What the task asks: Among the lines below, copy each one in which "ShellInput" appears.

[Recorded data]

<<<<

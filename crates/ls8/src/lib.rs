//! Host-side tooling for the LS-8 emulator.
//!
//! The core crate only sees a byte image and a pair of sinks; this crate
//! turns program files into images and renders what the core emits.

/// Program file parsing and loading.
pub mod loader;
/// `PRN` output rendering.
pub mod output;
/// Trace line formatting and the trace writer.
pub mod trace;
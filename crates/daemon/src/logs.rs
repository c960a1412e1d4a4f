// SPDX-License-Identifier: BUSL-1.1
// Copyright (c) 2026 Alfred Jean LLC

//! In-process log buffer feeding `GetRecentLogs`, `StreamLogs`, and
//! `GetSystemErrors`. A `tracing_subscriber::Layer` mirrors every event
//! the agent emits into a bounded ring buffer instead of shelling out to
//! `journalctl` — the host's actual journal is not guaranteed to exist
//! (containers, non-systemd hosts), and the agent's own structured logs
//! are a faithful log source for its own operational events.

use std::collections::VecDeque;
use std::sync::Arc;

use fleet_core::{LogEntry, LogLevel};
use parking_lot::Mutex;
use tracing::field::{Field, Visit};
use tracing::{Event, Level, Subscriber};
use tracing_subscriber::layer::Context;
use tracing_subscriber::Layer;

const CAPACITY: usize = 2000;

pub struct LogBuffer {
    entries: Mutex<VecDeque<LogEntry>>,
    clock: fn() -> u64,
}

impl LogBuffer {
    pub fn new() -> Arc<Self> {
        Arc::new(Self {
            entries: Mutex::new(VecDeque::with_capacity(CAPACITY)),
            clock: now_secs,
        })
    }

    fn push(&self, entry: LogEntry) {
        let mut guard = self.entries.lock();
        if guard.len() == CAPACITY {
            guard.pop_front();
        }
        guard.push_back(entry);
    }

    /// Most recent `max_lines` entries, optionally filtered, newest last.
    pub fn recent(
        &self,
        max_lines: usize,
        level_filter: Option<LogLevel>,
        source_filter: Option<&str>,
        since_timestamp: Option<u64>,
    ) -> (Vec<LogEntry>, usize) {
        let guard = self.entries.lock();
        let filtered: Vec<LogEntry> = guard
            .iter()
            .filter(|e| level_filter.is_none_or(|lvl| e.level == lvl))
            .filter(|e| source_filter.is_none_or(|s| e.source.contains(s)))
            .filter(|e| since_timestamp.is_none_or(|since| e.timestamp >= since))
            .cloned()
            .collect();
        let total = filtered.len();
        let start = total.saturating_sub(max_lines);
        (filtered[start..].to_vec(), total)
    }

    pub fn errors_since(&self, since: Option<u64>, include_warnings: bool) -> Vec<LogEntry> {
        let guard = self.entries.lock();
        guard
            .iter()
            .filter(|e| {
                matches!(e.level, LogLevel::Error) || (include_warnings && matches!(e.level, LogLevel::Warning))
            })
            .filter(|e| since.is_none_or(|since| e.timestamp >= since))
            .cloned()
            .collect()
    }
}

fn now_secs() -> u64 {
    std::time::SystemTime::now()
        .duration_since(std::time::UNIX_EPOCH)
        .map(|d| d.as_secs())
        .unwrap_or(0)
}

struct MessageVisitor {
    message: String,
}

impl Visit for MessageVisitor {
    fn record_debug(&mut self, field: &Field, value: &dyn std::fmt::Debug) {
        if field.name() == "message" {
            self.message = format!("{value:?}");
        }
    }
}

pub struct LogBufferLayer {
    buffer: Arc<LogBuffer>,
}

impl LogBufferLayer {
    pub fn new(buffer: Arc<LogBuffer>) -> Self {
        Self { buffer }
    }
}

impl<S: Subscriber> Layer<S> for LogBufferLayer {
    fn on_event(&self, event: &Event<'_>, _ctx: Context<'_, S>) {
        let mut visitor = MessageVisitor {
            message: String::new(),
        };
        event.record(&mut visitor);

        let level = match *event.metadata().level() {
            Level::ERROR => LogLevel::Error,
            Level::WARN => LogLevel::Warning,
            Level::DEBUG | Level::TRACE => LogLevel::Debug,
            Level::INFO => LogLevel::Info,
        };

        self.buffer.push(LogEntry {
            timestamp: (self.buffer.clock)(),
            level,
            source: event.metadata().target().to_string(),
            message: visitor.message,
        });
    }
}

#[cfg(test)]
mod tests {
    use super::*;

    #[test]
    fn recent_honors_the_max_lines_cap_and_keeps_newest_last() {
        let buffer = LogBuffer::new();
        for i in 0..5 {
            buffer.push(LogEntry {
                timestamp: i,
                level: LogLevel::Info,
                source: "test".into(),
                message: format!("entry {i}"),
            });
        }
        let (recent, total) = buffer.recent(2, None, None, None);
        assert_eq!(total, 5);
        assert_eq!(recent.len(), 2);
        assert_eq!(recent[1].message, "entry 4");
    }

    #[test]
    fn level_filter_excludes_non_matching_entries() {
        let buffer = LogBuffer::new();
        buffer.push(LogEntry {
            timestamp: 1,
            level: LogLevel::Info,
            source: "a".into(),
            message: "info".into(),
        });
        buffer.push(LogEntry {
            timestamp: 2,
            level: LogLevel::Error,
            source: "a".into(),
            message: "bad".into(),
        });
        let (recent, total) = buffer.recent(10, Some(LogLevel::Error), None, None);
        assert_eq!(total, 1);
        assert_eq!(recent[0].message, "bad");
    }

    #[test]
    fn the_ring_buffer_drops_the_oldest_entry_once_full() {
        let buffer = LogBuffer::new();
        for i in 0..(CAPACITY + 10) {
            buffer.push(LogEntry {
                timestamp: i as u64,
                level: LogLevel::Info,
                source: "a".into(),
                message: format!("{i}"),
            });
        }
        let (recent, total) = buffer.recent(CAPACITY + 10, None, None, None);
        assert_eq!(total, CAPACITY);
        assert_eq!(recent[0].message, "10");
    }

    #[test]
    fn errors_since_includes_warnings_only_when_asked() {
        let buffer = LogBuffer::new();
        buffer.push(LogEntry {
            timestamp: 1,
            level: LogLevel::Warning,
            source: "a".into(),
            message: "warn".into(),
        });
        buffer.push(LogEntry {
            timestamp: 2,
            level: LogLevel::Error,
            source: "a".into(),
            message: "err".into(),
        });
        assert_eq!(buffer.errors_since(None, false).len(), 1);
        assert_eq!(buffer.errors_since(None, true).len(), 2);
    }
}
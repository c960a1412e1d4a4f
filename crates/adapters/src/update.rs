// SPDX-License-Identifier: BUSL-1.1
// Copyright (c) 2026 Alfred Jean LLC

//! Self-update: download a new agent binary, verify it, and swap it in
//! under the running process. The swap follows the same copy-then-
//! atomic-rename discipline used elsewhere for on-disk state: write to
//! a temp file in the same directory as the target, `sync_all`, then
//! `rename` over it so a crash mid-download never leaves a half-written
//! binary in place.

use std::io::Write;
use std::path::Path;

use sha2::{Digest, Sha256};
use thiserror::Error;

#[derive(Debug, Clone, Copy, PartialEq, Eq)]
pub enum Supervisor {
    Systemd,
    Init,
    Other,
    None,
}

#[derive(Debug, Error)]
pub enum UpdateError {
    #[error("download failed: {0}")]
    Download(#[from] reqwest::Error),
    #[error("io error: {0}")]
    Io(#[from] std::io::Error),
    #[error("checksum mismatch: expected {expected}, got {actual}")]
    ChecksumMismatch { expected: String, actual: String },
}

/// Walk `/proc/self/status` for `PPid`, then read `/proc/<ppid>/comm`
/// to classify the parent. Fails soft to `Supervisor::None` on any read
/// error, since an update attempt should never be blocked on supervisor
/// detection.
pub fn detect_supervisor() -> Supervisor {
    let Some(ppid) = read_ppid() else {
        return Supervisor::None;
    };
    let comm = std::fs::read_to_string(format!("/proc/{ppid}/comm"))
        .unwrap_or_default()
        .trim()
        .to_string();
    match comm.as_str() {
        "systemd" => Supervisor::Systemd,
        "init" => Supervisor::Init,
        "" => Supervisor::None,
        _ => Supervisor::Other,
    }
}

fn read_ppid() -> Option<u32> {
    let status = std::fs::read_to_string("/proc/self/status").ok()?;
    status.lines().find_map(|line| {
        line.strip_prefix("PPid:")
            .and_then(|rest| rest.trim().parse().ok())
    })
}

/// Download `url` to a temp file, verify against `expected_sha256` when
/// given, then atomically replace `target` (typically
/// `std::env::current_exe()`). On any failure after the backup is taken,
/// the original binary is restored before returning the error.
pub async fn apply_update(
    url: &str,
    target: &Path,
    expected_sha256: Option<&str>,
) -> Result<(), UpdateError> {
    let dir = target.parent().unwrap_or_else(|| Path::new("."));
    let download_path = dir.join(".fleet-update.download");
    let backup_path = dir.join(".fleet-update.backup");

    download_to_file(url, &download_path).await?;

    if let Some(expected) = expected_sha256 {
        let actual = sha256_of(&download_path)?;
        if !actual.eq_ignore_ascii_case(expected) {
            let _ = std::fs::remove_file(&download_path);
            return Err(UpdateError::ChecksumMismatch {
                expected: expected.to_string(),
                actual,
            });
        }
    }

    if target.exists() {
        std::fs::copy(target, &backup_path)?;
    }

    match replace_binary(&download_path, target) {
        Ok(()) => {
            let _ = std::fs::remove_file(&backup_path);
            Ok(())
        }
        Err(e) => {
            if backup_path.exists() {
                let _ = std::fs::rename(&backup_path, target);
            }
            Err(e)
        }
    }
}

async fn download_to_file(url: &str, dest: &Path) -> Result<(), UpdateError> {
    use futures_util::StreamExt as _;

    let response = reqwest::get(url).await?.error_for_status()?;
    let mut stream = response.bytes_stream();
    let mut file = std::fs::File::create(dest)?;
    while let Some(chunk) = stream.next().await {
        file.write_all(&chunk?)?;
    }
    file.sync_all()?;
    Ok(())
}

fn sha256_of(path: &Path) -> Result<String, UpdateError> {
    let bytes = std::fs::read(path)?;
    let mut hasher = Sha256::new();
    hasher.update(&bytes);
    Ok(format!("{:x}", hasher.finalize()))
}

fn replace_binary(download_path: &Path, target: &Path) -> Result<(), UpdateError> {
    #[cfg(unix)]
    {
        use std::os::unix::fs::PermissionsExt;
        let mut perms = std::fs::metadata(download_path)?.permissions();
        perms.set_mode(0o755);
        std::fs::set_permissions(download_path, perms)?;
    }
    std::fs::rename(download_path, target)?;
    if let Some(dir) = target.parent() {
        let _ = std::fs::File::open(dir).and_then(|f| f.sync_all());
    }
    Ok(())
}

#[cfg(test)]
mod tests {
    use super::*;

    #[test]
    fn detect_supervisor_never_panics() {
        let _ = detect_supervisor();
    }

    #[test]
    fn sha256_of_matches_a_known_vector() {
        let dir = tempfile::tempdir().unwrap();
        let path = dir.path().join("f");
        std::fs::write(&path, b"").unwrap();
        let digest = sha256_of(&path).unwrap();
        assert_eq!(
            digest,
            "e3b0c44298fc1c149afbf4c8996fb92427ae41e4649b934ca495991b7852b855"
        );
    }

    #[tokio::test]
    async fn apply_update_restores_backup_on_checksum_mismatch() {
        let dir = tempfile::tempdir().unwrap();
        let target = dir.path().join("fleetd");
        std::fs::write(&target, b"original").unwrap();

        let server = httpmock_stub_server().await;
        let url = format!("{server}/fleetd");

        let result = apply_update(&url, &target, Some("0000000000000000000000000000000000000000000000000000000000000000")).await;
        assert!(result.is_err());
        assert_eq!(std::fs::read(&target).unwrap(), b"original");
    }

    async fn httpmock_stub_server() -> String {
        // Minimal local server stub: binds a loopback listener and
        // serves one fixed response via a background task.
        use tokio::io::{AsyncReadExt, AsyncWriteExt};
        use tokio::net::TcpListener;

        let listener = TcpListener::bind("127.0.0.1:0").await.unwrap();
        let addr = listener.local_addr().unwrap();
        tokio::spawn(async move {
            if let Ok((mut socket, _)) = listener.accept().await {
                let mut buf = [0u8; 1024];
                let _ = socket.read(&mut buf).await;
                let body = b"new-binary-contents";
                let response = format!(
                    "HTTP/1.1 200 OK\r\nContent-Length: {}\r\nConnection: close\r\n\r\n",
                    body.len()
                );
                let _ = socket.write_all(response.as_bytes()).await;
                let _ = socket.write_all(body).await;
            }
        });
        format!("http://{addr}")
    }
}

>>>>
<<<<

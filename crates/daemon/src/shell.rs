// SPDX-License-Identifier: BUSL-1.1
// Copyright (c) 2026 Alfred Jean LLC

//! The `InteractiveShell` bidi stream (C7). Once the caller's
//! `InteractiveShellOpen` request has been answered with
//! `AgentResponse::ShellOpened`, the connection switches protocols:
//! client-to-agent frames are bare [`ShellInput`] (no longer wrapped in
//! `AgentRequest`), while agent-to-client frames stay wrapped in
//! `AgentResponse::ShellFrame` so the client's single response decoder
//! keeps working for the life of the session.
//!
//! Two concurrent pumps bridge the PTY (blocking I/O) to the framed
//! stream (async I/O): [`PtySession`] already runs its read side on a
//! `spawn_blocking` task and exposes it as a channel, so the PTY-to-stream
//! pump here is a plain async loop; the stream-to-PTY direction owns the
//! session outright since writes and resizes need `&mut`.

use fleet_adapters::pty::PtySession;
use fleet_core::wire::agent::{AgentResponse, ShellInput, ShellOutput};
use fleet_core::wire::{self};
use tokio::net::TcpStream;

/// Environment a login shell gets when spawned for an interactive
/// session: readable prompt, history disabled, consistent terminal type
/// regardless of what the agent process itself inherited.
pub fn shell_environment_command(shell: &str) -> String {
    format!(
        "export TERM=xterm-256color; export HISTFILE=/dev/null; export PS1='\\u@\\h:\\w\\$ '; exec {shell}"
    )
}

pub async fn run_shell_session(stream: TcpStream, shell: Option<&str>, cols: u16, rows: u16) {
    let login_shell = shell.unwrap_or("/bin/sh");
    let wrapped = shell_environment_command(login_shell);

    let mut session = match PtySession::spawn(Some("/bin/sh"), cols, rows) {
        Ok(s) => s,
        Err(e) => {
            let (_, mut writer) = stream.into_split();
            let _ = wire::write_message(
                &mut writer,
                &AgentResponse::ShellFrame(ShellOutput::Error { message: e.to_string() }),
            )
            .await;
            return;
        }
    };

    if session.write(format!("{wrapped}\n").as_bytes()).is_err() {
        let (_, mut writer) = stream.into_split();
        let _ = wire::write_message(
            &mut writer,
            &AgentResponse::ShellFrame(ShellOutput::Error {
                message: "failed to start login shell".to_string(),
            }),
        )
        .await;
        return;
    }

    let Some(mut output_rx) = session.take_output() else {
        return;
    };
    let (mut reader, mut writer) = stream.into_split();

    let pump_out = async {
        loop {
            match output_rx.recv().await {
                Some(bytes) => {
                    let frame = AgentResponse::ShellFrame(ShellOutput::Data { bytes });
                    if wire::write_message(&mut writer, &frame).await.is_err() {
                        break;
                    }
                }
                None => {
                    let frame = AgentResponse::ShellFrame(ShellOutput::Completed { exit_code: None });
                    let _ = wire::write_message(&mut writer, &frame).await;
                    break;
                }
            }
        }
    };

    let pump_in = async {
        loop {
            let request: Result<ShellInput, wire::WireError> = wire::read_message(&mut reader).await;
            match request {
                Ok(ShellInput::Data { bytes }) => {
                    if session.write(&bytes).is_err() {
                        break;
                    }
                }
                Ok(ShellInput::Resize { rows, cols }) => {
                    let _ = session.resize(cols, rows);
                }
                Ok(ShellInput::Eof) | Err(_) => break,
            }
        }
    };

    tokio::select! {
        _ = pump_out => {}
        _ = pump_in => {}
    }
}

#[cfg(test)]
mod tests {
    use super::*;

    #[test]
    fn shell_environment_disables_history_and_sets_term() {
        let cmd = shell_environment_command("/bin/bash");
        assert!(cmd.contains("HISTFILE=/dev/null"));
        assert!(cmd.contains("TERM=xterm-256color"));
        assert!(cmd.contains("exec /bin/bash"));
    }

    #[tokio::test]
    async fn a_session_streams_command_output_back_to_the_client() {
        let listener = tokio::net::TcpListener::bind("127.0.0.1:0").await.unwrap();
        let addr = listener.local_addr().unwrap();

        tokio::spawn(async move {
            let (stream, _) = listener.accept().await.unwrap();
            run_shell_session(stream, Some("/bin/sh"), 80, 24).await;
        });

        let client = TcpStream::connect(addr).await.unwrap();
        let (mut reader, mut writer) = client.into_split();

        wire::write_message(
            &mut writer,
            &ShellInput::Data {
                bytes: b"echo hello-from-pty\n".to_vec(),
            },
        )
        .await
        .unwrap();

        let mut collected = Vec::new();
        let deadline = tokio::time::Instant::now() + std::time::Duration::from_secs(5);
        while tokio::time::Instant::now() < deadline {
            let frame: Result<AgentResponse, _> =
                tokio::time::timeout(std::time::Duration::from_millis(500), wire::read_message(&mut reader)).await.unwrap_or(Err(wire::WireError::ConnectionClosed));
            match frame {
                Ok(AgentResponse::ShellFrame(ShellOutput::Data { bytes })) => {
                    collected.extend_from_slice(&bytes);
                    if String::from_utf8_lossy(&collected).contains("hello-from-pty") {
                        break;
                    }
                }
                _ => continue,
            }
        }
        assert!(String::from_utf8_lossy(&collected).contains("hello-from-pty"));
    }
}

>>>>

Response:
//! client-to-agent frames are bare [`ShellInput`] (no longer wrapped in
use fleet_core::wire::agent::{AgentResponse, ShellInput, ShellOutput};
            let request: Result<ShellInput, wire::WireError> = wire::read_message(&mut reader).await;
                Ok(ShellInput::Data { bytes }) => {
                Ok(ShellInput::Resize { rows, cols }) => {
                Ok(ShellInput::Eof) | Err(_) => break,
            &ShellInput::Data {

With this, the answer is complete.